START AVAILABLE RECORDS

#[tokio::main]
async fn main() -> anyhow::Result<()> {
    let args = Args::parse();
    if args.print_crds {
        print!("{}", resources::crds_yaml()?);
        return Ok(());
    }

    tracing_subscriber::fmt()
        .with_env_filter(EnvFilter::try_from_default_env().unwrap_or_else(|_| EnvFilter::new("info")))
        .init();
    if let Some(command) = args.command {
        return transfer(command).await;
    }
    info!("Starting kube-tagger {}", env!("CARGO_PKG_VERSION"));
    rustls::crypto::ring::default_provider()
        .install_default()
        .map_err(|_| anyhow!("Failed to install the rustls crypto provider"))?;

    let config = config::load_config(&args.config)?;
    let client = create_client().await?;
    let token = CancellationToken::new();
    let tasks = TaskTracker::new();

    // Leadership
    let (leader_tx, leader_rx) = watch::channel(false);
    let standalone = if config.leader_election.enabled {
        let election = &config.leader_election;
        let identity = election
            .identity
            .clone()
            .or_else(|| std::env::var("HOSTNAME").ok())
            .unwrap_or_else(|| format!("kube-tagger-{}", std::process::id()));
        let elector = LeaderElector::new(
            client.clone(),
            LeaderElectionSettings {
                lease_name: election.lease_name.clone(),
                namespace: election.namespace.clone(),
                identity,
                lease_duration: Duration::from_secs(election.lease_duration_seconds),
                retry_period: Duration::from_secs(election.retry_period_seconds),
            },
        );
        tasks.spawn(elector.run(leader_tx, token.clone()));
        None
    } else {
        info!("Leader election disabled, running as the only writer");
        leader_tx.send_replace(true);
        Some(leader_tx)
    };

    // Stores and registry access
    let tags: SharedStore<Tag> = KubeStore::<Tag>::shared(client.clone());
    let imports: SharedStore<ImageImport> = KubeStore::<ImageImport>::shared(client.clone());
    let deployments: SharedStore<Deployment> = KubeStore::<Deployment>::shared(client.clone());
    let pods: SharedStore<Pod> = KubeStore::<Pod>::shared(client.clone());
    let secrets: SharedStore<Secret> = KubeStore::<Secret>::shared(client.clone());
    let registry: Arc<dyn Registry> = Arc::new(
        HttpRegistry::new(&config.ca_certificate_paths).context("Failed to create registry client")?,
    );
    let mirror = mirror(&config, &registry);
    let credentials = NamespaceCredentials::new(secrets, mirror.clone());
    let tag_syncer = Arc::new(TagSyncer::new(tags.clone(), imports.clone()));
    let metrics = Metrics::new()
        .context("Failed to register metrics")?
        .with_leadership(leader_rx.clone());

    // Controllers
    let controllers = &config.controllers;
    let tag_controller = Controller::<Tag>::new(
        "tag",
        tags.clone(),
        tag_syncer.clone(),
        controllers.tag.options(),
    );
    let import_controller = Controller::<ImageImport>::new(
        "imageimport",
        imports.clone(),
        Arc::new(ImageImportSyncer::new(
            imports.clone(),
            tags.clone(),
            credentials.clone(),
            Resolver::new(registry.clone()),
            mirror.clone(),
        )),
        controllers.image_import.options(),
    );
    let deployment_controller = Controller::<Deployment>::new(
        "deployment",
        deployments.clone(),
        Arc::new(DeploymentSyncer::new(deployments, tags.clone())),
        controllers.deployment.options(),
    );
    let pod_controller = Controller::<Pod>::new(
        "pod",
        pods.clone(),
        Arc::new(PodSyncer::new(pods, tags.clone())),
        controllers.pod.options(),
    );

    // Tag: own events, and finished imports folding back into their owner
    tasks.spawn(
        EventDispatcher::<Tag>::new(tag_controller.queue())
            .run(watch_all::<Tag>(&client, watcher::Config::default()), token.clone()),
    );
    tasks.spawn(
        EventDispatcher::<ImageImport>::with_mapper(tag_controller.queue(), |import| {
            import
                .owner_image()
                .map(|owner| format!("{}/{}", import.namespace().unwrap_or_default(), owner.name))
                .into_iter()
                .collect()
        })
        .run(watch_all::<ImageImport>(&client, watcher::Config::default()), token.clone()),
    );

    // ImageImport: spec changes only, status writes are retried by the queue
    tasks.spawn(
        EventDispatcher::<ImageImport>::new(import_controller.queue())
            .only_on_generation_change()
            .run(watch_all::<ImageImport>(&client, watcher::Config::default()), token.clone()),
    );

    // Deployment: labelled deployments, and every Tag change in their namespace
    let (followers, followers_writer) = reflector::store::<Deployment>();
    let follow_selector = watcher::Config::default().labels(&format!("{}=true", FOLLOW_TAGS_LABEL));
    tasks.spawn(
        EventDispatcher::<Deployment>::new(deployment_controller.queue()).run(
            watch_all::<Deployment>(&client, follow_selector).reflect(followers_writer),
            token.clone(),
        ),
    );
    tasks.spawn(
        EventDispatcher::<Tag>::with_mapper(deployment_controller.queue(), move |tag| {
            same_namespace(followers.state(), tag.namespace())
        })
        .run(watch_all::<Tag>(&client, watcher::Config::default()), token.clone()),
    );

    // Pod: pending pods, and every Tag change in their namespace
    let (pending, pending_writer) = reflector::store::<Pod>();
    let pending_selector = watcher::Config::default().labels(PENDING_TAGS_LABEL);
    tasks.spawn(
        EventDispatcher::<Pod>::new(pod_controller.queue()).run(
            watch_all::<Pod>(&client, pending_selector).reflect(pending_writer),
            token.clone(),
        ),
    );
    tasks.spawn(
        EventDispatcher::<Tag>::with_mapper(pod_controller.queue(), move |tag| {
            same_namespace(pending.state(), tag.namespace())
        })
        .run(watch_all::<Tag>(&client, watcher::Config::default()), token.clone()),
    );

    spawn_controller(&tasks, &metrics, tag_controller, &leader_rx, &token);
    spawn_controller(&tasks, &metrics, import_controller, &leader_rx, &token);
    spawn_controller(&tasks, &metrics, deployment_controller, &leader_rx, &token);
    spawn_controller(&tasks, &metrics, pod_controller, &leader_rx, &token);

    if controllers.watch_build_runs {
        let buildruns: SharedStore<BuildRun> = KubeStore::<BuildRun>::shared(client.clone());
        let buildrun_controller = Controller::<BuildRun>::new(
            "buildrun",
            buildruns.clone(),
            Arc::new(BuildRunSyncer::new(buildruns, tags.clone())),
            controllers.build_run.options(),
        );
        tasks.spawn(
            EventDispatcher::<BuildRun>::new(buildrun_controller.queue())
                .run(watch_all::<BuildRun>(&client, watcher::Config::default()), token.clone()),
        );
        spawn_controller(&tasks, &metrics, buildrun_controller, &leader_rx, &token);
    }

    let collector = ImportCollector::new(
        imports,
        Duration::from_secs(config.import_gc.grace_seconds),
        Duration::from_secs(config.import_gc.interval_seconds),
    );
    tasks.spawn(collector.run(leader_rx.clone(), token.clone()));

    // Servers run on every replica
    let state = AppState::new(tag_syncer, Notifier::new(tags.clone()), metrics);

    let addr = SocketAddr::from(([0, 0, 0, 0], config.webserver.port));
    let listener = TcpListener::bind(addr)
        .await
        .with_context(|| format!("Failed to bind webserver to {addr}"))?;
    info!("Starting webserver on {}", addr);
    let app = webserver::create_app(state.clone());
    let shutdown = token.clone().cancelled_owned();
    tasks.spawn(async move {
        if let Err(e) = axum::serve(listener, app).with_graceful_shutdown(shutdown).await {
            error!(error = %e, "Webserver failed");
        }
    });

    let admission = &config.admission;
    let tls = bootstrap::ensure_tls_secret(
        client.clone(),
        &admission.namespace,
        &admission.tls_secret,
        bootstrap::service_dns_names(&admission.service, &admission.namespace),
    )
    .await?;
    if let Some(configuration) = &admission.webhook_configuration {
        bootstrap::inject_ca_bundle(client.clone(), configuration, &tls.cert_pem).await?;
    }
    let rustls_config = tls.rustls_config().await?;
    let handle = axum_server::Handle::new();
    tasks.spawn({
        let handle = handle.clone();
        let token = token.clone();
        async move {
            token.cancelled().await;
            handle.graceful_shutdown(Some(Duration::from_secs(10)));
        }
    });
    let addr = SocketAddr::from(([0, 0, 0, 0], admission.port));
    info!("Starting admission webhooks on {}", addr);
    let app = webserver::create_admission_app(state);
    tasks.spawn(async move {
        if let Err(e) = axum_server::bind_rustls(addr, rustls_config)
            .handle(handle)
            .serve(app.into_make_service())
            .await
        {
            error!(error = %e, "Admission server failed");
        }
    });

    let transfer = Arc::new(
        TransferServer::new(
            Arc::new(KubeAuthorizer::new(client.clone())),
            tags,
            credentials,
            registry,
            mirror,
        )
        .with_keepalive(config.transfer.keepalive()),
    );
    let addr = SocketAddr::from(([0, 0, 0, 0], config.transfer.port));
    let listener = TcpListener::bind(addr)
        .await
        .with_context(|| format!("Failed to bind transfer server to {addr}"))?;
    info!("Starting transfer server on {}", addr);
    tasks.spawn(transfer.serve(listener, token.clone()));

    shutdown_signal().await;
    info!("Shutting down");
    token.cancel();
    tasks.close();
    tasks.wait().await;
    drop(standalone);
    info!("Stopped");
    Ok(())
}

END AVAILABLE RECORDS

• **BRIEF**
Determine how many lines in the records above have the string "deployments". Only the number should be returned.

• **RESPONSE TO THIS EXERCISE**
4